Throughout the 1960s and 1970s the neighborhood was also known for its beach bars, including the "Beachside" across from Penfield Beach, and "Flanagan's" on the corner of Reef and Fairfield Beach Road.  Before Reef Road was widened, the corner of Reef and Fairfield Beach Road was home to several small stores, including "Danny's" and a fish-and-chips shop owned by Maynard Benson, called "Maynard's Reef." Flanagan's was originally owned by "Chippy" Flanagan but became the "Nautilus" under new ownership, and continued under this name until the 1980s, when the bar was bought, renamed the "Seagrape," and remodeled to attract the student crowd from Fairfield University.

Following the overwhelming onslaught of student renters from Fairfield University in the 1970s, and the aggressive expansion of the Seagrape's owners in the 1980s and 1990s, many original residents of the neighborhood fled, driven out by the noise and overcrowding.

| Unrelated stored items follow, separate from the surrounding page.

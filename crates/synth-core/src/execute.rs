use std::sync::Arc;

use revm::{
  Context, InspectEvm, Inspector, MainBuilder, MainContext,
  context::{BlockEnv, CfgEnv, TxEnv},
  database::InMemoryDB,
  database_interface::{BENCH_CALLER, BENCH_CALLER_BALANCE, BENCH_TARGET, BENCH_TARGET_BALANCE},
  interpreter::interpreter_types::MemoryTr,
  interpreter::{CallInputs, CallOutcome, Interpreter, InterpreterTypes, Stack, interpreter_types::Jumps},
  primitives::{B256, Bytes, TxKind, U256},
  state::{AccountInfo, Bytecode},
};
use tracing::{debug, info, warn};

use crate::config::{BlockInfo, SynthesizerConfig};
use crate::error::{Result, SynthesisError};
use crate::opcodes::{is_call, opcode, opcode_input_count, opcode_name, opcode_output_count, reads_memory};
use crate::output::SynthesisOutput;
use crate::subcircuit::SubcircuitLibrary;
use crate::synthesizer::{FrameInfo, StepInput, StepOutput, Synthesizer, memory_window, to_offset};

/// Gas available to a synthesized transaction.
pub const SYNTHESIS_GAS_LIMIT: u64 = 1_000_000;

// ============================================================
// Helpers
// ============================================================

fn snapshot<M: MemoryTr>(memory: &M) -> Vec<u8> {
  memory.slice(0..memory.size()).to_vec()
}

/// Top `n` stack values, top first.
fn top_of_stack(stack: &[U256], n: usize) -> Vec<U256> {
  stack.iter().rev().take(n).copied().collect()
}

/// Bytes a call instruction passes to its callee.
fn call_arguments(step: &StepInput) -> Result<Bytes> {
  let (offset, length) = match step.opcode {
    opcode::CALL | opcode::CALLCODE => (step.inputs[3], step.inputs[4]),
    _ => (step.inputs[2], step.inputs[3]),
  };
  let length = to_offset(length, "calldata length")?;
  if length == 0 {
    return Ok(Bytes::new());
  }
  let offset = to_offset(offset, "calldata offset")?;
  Ok(Bytes::from(memory_window(&step.memory, offset, length)))
}

// ============================================================
// Synthesizing inspector
// ============================================================

/// An instruction seen by `step` and waiting for `step_end`.
struct PendingStep {
  input: StepInput,
  stack_len: usize,
}

/// An EVM inspector that drives a [`Synthesizer`] in lockstep with the
/// interpreter.
///
/// Inspector hooks cannot fail, so the first synthesis error is latched
/// and every later event is ignored.
pub struct SynthesizingInspector {
  synth: Option<Synthesizer>,
  /// Calldata of the outermost call.
  tx_input: Bytes,
  pending: Option<PendingStep>,
  /// Most recent call instruction, until its callee frame opens.
  last_call: Option<StepInput>,
  error: Option<SynthesisError>,
}

impl SynthesizingInspector {
  pub fn new(synth: Synthesizer, tx_input: Bytes) -> Self {
    SynthesizingInspector {
      synth: Some(synth),
      tx_input,
      pending: None,
      last_call: None,
      error: None,
    }
  }

  /// An inspector with no synthesizer attached; observes nothing.
  fn detached() -> Self {
    SynthesizingInspector {
      synth: None,
      tx_input: Bytes::new(),
      pending: None,
      last_call: None,
      error: None,
    }
  }

  fn record(&mut self, result: Result<()>) {
    if let Err(err) = result {
      warn!(%err, "synthesis failed");
      self.error.get_or_insert(err);
      self.synth = None;
    }
  }

  /// The synthesizer after execution, or the first error it hit.
  pub fn into_synthesizer(self) -> Result<Synthesizer> {
    if let Some(err) = self.error {
      return Err(err);
    }
    self
      .synth
      .ok_or_else(|| SynthesisError::Execution("synthesizer was lost during execution".into()))
  }
}

impl<CTX, INTR: InterpreterTypes<Stack = Stack>> Inspector<CTX, INTR> for SynthesizingInspector {
  fn step(&mut self, interp: &mut Interpreter<INTR>, _context: &mut CTX) {
    let Some(synth) = self.synth.as_mut() else {
      return;
    };
    let stack = interp.stack.data();

    // the previous instruction was a call whose callee has returned
    if synth.has_pending_call() {
      let success = stack.last().copied().unwrap_or_default();
      let result = synth.complete_call(success, stack.len(), &snapshot(&interp.memory));
      self.record(result);
      if self.error.is_some() {
        return;
      }
    }

    let op = interp.bytecode.opcode();
    let n_inputs = opcode_input_count(op);
    let memory = if is_call(op) {
      snapshot(&interp.memory)
    } else {
      Vec::new()
    };
    self.pending = Some(PendingStep {
      input: StepInput {
        opcode: op,
        pc: interp.bytecode.pc(),
        inputs: top_of_stack(stack, n_inputs),
        memory,
      },
      stack_len: stack.len(),
    });
  }

  fn step_end(&mut self, interp: &mut Interpreter<INTR>, _context: &mut CTX) {
    let Some(PendingStep { input, stack_len }) = self.pending.take() else {
      return;
    };
    let Some(synth) = self.synth.as_mut() else {
      return;
    };
    let op = input.opcode;
    let stack = interp.stack.data();

    // a call pushes its result only once the callee returns
    let n_outputs = if is_call(op) { 0 } else { opcode_output_count(op) };
    let n_inputs = opcode_input_count(op);
    if stack_len < n_inputs || stack.len() != stack_len - n_inputs + n_outputs {
      warn!(
        pc = input.pc,
        op = %opcode_name(op),
        "instruction halted without executing, skipped"
      );
      return;
    }

    let output = StepOutput {
      outputs: top_of_stack(stack, n_outputs),
      stack_len: stack.len(),
      memory: if reads_memory(op) {
        snapshot(&interp.memory)
      } else {
        Vec::new()
      },
    };
    let result = synth.apply_step(&input, &output);
    if result.is_ok() && is_call(op) {
      self.last_call = Some(input);
    }
    self.record(result);
  }

  fn call(&mut self, _context: &mut CTX, inputs: &mut CallInputs) -> Option<CallOutcome> {
    let depth = self.synth.as_ref()?.depth();
    let input = if depth == 0 {
      Ok(self.tx_input.clone())
    } else {
      self
        .last_call
        .take()
        .ok_or_else(|| SynthesisError::WireBookkeeping("callee frame without a call instruction".into()))
        .and_then(|step| call_arguments(&step))
    };
    let result = input.and_then(|input| {
      let info = FrameInfo {
        address: inputs.target_address,
        code_address: inputs.bytecode_address,
        caller: inputs.caller,
        value: inputs.call_value(),
        input,
      };
      match self.synth.as_mut() {
        Some(synth) => synth.begin_call(info),
        None => Ok(()),
      }
    });
    self.record(result);
    None
  }

  fn call_end(&mut self, _context: &mut CTX, _inputs: &CallInputs, outcome: &mut CallOutcome) {
    let Some(synth) = self.synth.as_mut() else {
      return;
    };
    let result = synth.end_call(outcome.result.result.is_ok(), &outcome.result.output);
    self.record(result);
  }
}

// ============================================================
// Public API
// ============================================================

fn finish(inspector: SynthesizingInspector) -> Result<SynthesisOutput> {
  let synth = inspector.into_synthesizer()?;
  debug!(steps = synth.steps(), "execution finished");
  synth.finalize()
}

/// Seeds `state` with the configured block hashes, so `BLOCKHASH` reads the
/// same values the circuit exposes.
fn seed_block_hashes(state: &mut InMemoryDB, block: &BlockInfo) {
  for (number, hash) in block.numbered_hashes() {
    state.cache.block_hashes.insert(number, hash);
  }
}

/// Runs `bytecode` as the benchmark contract and synthesizes its circuit.
///
/// The transaction is sent from the benchmark caller to the benchmark
/// contract, so the configured origin and contract are replaced by those
/// accounts. Calldata, value, nonce and the block are taken from the
/// configuration.
pub fn synthesize_bytecode(
  bytecode: Bytes,
  config: &SynthesizerConfig,
  library: Arc<SubcircuitLibrary>,
) -> Result<SynthesisOutput> {
  let mut config = config.clone();
  config.transaction.origin = BENCH_CALLER;
  config.transaction.contract = BENCH_TARGET;

  let mut state = InMemoryDB::default();
  state.insert_account_info(
    BENCH_CALLER,
    AccountInfo::from_balance(BENCH_CALLER_BALANCE).with_nonce(config.transaction.nonce),
  );
  state.insert_account_info(
    BENCH_TARGET,
    AccountInfo::from_bytecode(Bytecode::new_legacy(bytecode)).with_balance(BENCH_TARGET_BALANCE),
  );
  synthesize_transaction(state, &config, library)
}

/// Executes the configured transaction over `state` in the configured block
/// and synthesizes its circuit.
pub fn synthesize_transaction(
  mut state: InMemoryDB,
  config: &SynthesizerConfig,
  library: Arc<SubcircuitLibrary>,
) -> Result<SynthesisOutput> {
  let block = &config.block;
  let gas_limit = block.gas_limit_u64()?;
  let chain_id = block.chain_id_u64()?;
  let base_fee = block.base_fee_u64()?;
  seed_block_hashes(&mut state, block);

  let tx_info = &config.transaction;
  let synth = Synthesizer::new(library, config)?;
  let inspector = SynthesizingInspector::new(synth, tx_info.calldata.clone());
  let ctx = Context::mainnet()
    .with_db(state)
    .modify_block_chained(|env: &mut BlockEnv| {
      env.number = block.number;
      env.beneficiary = block.coinbase;
      env.timestamp = block.timestamp;
      env.gas_limit = gas_limit;
      env.basefee = base_fee;
      env.prevrandao = Some(B256::from(block.prevrandao.to_be_bytes::<32>()));
    })
    .modify_cfg_chained(|cfg: &mut CfgEnv| cfg.chain_id = chain_id);
  let mut evm = ctx.build_mainnet_with_inspector(inspector);

  let tx = TxEnv::builder()
    .caller(tx_info.origin)
    .kind(TxKind::Call(tx_info.contract))
    .data(tx_info.calldata.clone())
    .value(tx_info.value)
    .nonce(tx_info.nonce)
    .gas_limit(SYNTHESIS_GAS_LIMIT.min(gas_limit))
    .gas_price(u128::from(base_fee))
    .chain_id(Some(chain_id))
    .build()
    .map_err(|err| SynthesisError::Execution(format!("failed to build tx env: {err:?}")))?;

  let execution_result = evm
    .inspect_one_tx(tx)
    .map_err(|err| SynthesisError::Execution(format!("failed to execute tx: {err}")))?;
  info!(success = execution_result.is_success(), gas = execution_result.gas_used(), "executed transaction");

  let inspector = std::mem::replace(&mut evm.inspector, SynthesizingInspector::detached());
  finish(inspector)
}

The neighborhood has more recently again become popular with year-round residents due to its close proximity to the Long Island Sound beaches to the south and the downtown area with its train station to the north.  A recent surge in the neighborhood's popularity has led to a building boom, as many of the smaller old homes have been torn down and replaced with the larger new homes. Many of the newer homes have been constructed in a distinctive architectural style known as "Nantucket" or "beach" style.

Residents of the neighborhood are represented by several neighborhood organizations, including the Fairfield Beach Residents Association, which represents the entire beach area, and the Fair Acres Association, which represents residents residing within the blocks between Rowland Road and Penfield Road.

Traditionally, many Fairfield University students have lived in the neighborhood, and although their numbers have decreased in recent years as property values and rents have increased, there continues to be a significant student presence, leading to occasional conflict between students and permanent residents.

The area includes Jennings Beach and Penfield Beach; the Veterans Park; and the Fairfield Beach Club and the South Benson Marina.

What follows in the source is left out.